Two Saint Martin’s University faculty members have been accepted into the international Fulbright Scholar Program.

fulbright scholarship program
Saint Martin’s University professor, Dr. Jeff Birkenstein, will be teaching and conducting research in Russia.

Jeff Birkenstein, Ph.D., associate professor of English and chair of the English Department, and Dan Windisch, Ed.D., professor of education and director of the School Guidance and Counseling Program, join the ranks of the approximately 318,000 scholars worldwide who have participated in the program since it was established in 1946 under legislation introduced by then-Senator J. William Fulbright, of Arkansas.

The Fulbright Program is the flagship international exchange program sponsored by the U.S. government and is designed to increase mutual understanding between the people of the United States and other countries. Participants, who are chosen for their academic merit and leadership potential, are given the opportunity to study, teach and conduct research, exchange ideas and contribute to finding solutions to shared international concerns. The program awards about 8,000 new grants every year and the term “Fulbright Program” encompasses a variety of exchange programs.

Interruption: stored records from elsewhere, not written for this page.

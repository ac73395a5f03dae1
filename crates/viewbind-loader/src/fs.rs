//! Synchronous, non-watching loader.

use std::fs;
use std::path::PathBuf;

use log::debug;

use crate::resolve::{check_roots, first_match};
use crate::{LoadError, TemplateLoader};

/// Resolves template names against ordered roots with no filesystem
/// observation.
///
/// Sources are read on demand; callers are expected to cache compiled
/// templates themselves (the rendering environment does). This is the loader
/// to use in production where template files do not change underneath a
/// running process.
///
/// # Example
///
/// ```rust,ignore
/// use viewbind_loader::{FsLoader, TemplateLoader};
///
/// let loader = FsLoader::new(vec!["./templates".into()])?;
/// if let Some(source) = loader.load("index.html")? {
///     // feed to the engine
/// }
/// ```
#[derive(Debug)]
pub struct FsLoader {
    roots: Vec<PathBuf>,
}

impl FsLoader {
    /// Creates a loader over the given roots.
    ///
    /// # Errors
    ///
    /// Returns [`LoadError::NoRoots`] for an empty list and
    /// [`LoadError::NotADirectory`] when any root is missing or not a
    /// directory.
    pub fn new(roots: Vec<PathBuf>) -> Result<Self, LoadError> {
        check_roots(&roots)?;
        debug!("fs loader over {} root(s)", roots.len());
        Ok(Self { roots })
    }
}

impl TemplateLoader for FsLoader {
    fn load(&self, name: &str) -> Result<Option<String>, LoadError> {
        match first_match(&self.roots, name)? {
            Some(path) => {
                let source = fs::read_to_string(&path).map_err(|e| LoadError::io(path, e))?;
                Ok(Some(source))
            }
            None => Ok(None),
        }
    }

    fn roots(&self) -> &[PathBuf] {
        &self.roots
    }
}
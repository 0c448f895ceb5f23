//! In-memory layouts shared by compiled code and the runtime.
//!
//! Function references point at a descriptor emitted by the compiler:
//!
//! ```text
//! offset 0: l  code address
//! offset 8: l  canonical type id (first structurally equal type index)
//! ```
//!
//! Tables store descriptor addresses; a null entry is 0.

/// Offset of the code pointer inside a function-reference descriptor.
pub const FUNCREF_CODE_OFFSET: u64 = 0;

/// Offset of the canonical type id inside a function-reference descriptor.
pub const FUNCREF_TYPE_OFFSET: u64 = 8;

/// Size and alignment of a `v128` value.
pub const V128_SIZE: u32 = 16;
pub const V128_ALIGN: u32 = 16;

/// Stride of one value in an exception payload buffer.
pub const EXCEPTION_SLOT_SIZE: u32 = 16;

/// Size of a scalar or reference GC struct field / array element slot.
pub const FIELD_SIZE: u32 = 8;

/// Size of a `v128` GC struct field / array element slot.
pub const FIELD_SIZE_V128: u32 = 16;

/// Arrays start with an `i32` length; elements follow the header. Struct
/// fields are laid out in declaration order without a header. A reference to
/// a GC object with its low bit set is an `i31ref` (`(value << 1) | 1`), not
/// a pointer.
pub const ARRAY_HEADER_SIZE: u32 = 8;
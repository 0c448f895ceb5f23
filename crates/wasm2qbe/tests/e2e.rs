//! End-to-end integration tests for wasm2qbe.
//!
//! These tests verify the complete pipeline: Wasm → IR → QBE IL.

use anyhow::{Context, Result};
use pretty_assertions::assert_eq;
use wasm2qbe::{compile, CompileOptions, Error};

/// Helper to compile WAT source to QBE IL.
fn compile_wat(wat_source: &str) -> Result<String> {
    let wasm_bytes = wat::parse_str(wat_source).context("failed to parse WAT")?;
    Ok(compile(&wasm_bytes, &CompileOptions::default())?)
}

fn compile_err(wat_source: &str) -> Error {
    let wasm_bytes = wat::parse_str(wat_source).expect("valid WAT syntax");
    compile(&wasm_bytes, &CompileOptions::default()).unwrap_err()
}

#[test]
fn test_simple_add() -> Result<()> {
    let qbe = compile_wat(
        r#"
        (module
            (func (export "add") (param i32 i32) (result i32)
                local.get 0
                local.get 1
                i32.add
            )
        )
    "#,
    )?;

    println!("Generated QBE:\n{}", qbe);

    assert!(qbe.contains("export function w $wasm_add(w %p0, w %p1) {"));
    assert!(qbe.contains("%l0 =l alloc4 4"));
    assert!(qbe.contains(" =w add %v"));
    assert!(qbe.contains("\tret %v"));
    Ok(())
}

#[test]
fn test_i64_and_float_signatures() -> Result<()> {
    let qbe = compile_wat(
        r#"
        (module
            (func (export "mix") (param i64 f32 f64) (result f64)
                local.get 2
            )
        )
    "#,
    )?;
    assert!(qbe.contains("export function d $wasm_mix(l %p0, s %p1, d %p2) {"));
    assert!(qbe.contains("stored %p2, %l2"));
    Ok(())
}

#[test]
fn test_float_constants_keep_bits() -> Result<()> {
    let qbe = compile_wat(
        r#"
        (module
            (func (export "nan") (result f32)
                f32.const nan:0x200000
            )
        )
    "#,
    )?;
    // 0x7fa00000
    assert!(qbe.contains(&format!("=w copy {}", 0x7fa0_0000_i32)));
    assert!(qbe.contains("=s cast %t"));
    Ok(())
}

#[test]
fn test_loop_uses_jumps() -> Result<()> {
    let qbe = compile_wat(
        r#"
        (module
            (func (export "count") (param i32) (result i32)
                (local i32)
                block
                  loop
                    local.get 0
                    i32.eqz
                    br_if 1
                    local.get 0
                    i32.const 1
                    i32.sub
                    local.set 0
                    local.get 1
                    i32.const 1
                    i32.add
                    local.set 1
                    br 0
                  end
                end
                local.get 1
            )
        )
    "#,
    )?;
    assert!(qbe.contains("jnz "));
    assert!(qbe.contains("ceqw "));
    assert!(qbe.contains("storew 0, %l1"));
    Ok(())
}

#[test]
fn test_division_traps() -> Result<()> {
    let qbe = compile_wat(
        r#"
        (module
            (func (export "div") (param i32 i32) (result i32)
                local.get 0
                local.get 1
                i32.div_s
            )
        )
    "#,
    )?;
    assert!(qbe.contains("@trap_div_by_zero\n\tcall $__wasm_trap_div_by_zero()\n\thlt\n"));
    assert!(qbe.contains("@trap_integer_overflow"));
    assert!(qbe.contains(" =w div %v"));
    Ok(())
}

#[test]
fn test_call_indirect_checks_signature() -> Result<()> {
    let qbe = compile_wat(
        r#"
        (module
            (type $t (func (result i32)))
            (table 1 funcref)
            (func $one (type $t) i32.const 1)
            (elem (i32.const 0) $one)
            (func (export "dispatch") (param i32) (result i32)
                local.get 0
                call_indirect (type $t)
            )
        )
    "#,
    )?;
    assert!(qbe.contains("call $__wasm_table_get("));
    assert!(qbe.contains("@trap_null_reference"));
    assert!(qbe.contains("@trap_cast_failure"));
    // Indirect call through the descriptor's code pointer.
    assert!(qbe.contains(" =w call %t"));
    Ok(())
}

#[test]
fn test_module_init_applies_segments_and_start() -> Result<()> {
    let qbe = compile_wat(
        r#"
        (module
            (memory 1)
            (global $g (mut i32) (i32.const 5))
            (data (i32.const 8) "abc")
            (func $init (global.set $g (i32.const 6)))
            (start $init)
        )
    "#,
    )?;
    assert!(qbe.contains("data $__wasm_global_0 = align 8 { w 5 }"));
    assert!(qbe.contains("data $__wasm_data_0 = { b 97 98 99 }"));

    let init = qbe
        .split("export function $__wasm_module_init() {")
        .nth(1)
        .context("module initialiser missing")?;
    let memory_new = init.find("$__wasm_memory_new(").context("memory_new")?;
    let data_init = init.find("$__wasm_memory_init_seg(").context("memory_init")?;
    let data_drop = init.find("$__wasm_data_drop(").context("data_drop")?;
    let start = init.find("call $__wasm_f0_init()").context("start call")?;
    assert!(memory_new < data_init && data_init < data_drop && data_drop < start);
    Ok(())
}

#[test]
fn test_exported_global_symbol() -> Result<()> {
    let qbe = compile_wat(
        r#"
        (module
            (global (export "counter") (mut i64) (i64.const -1))
        )
    "#,
    )?;
    assert!(qbe.contains("export data $wasm_counter = align 8 { l -1 }"));
    Ok(())
}

#[test]
fn test_simd_calls_fallbacks() -> Result<()> {
    let qbe = compile_wat(
        r#"
        (module
            (func (export "add4") (param v128 v128) (result v128)
                local.get 0
                local.get 1
                i32x4.add
            )
        )
    "#,
    )?;
    // v128 results travel through an out-pointer, operands by address.
    assert!(qbe.contains("export function $wasm_add4(l %p0, l %p1, l %out0) {"));
    assert!(qbe.contains("call $__wasm_simd_i32x4_add(l %v"));
    Ok(())
}

#[test]
fn test_validation_error_is_reported() {
    let err = compile_err(
        r#"
        (module
            (func (result i32)
                i64.const 1
            )
        )
    "#,
    );
    assert_eq!(err.kind(), "validation");
    let Error::Validation(errors) = err else {
        panic!("expected a validation error");
    };
    assert_eq!(errors.first().and_then(|e| e.func_idx), Some(0));
}

#[test]
fn test_br_if_missing_label_values() {
    let bytes = wat::parse_str(
        r#"
        (module
            (func (result i32 i32)
                block (result i32 i32)
                    i32.const 1
                    br_if 0
                    unreachable
                end
            )
        )
    "#,
    )
    .unwrap();
    let br_if = bytes
        .windows(4)
        .position(|w| w == [0x41, 0x01, 0x0D, 0x00])
        .unwrap()
        + 2;
    let err = compile(&bytes, &CompileOptions::default()).unwrap_err();
    let Error::Validation(errors) = err else {
        panic!("expected a validation error");
    };
    let first = errors.first().unwrap();
    assert_eq!(first.func_idx, Some(0));
    assert_eq!(first.offset, br_if);
}

#[test]
fn test_parse_error_for_garbage() {
    let err = compile(b"\0asm\x02\0\0\0", &CompileOptions::default()).unwrap_err();
    assert_eq!(err.kind(), "parse");
    assert!(err.to_string().contains("offset"));
}

#[test]
fn test_parallel_output_matches_sequential() -> Result<()> {
    let wat = r#"
        (module
            (func $sq (param i32) (result i32) local.get 0 local.get 0 i32.mul)
            (func $cube (param i32) (result i32) local.get 0 call $sq local.get 0 i32.mul)
            (func (export "f") (param i32) (result i32) local.get 0 call $cube call $sq)
        )
    "#;
    let bytes = wat::parse_str(wat)?;
    let sequential = compile(&bytes, &CompileOptions::default())?;
    let parallel = compile(
        &bytes,
        &CompileOptions {
            parallel: true,
            ..CompileOptions::default()
        },
    )?;
    assert_eq!(sequential, parallel);
    Ok(())
}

Birkenstein has been awarded a grant under the Fulbright U.S. Scholar Program to teach and conduct research in Russia at the Institute of Foreign Languages of Petrozavodsk State University, formerly known as Karelian State Pedagogical Academy, during the 2013-2014 academic year. Birkenstein will be teaching advanced English Language Learning courses in writing, speaking and oral argumentation to English-speaking Russian students who are studying to be English language teachers and professors. He will also be teaching literature courses with a concentration in American and Russian short stories. His research, conducted in conjunction with Professor Igor Krasnov, will explore the differences and similarities of Russian and American cultures in the classroom while seeking ways to bridge the divides and capitalize on the mutual strengths.

“I’ll be teaching classes to students who speak excellent English,” Birkenstein says. “Russia has a long and influential history in the short story and to meld Russian and American writers together into a single class with Russian students, yet taught in English, will be an exciting and educational opportunity for me and, hopefully, my Russian students.”

“Students will not only hear the perspective of an American on some of the stories they have known most of their lives but, in turn, I will no doubt gain an ever richer understanding of the nuance and cultural weight in the stories, which I will then be able to take back to my own classes in the United States,” says Birkenstein.

“Dr. Birkenstein is one of our most popular and versatile teachers, with a breadth of interests, intellectual energy and all-round excellence that are sure to engage and inspire his Russian students. The range of his writing is broad; the approach, vivid; the quality, high,” says Eric Apfelstadt, Ph.D., dean of the Saint Martin’s College of Arts and Sciences. “Birkenstein is a true scholarly teacher, of the sort we are proud to have on our faculty. His recognition by the Fulbright U.S. Scholar Program, as that of Dr. Katya Shkurkin, who received a similar scholarship to teach at the School of Social Work in Riga, Latvia, in 2004, is a reminder of the quality of professor with whom Saint Martin’s students enjoy close personal and working relationships on a daily basis.”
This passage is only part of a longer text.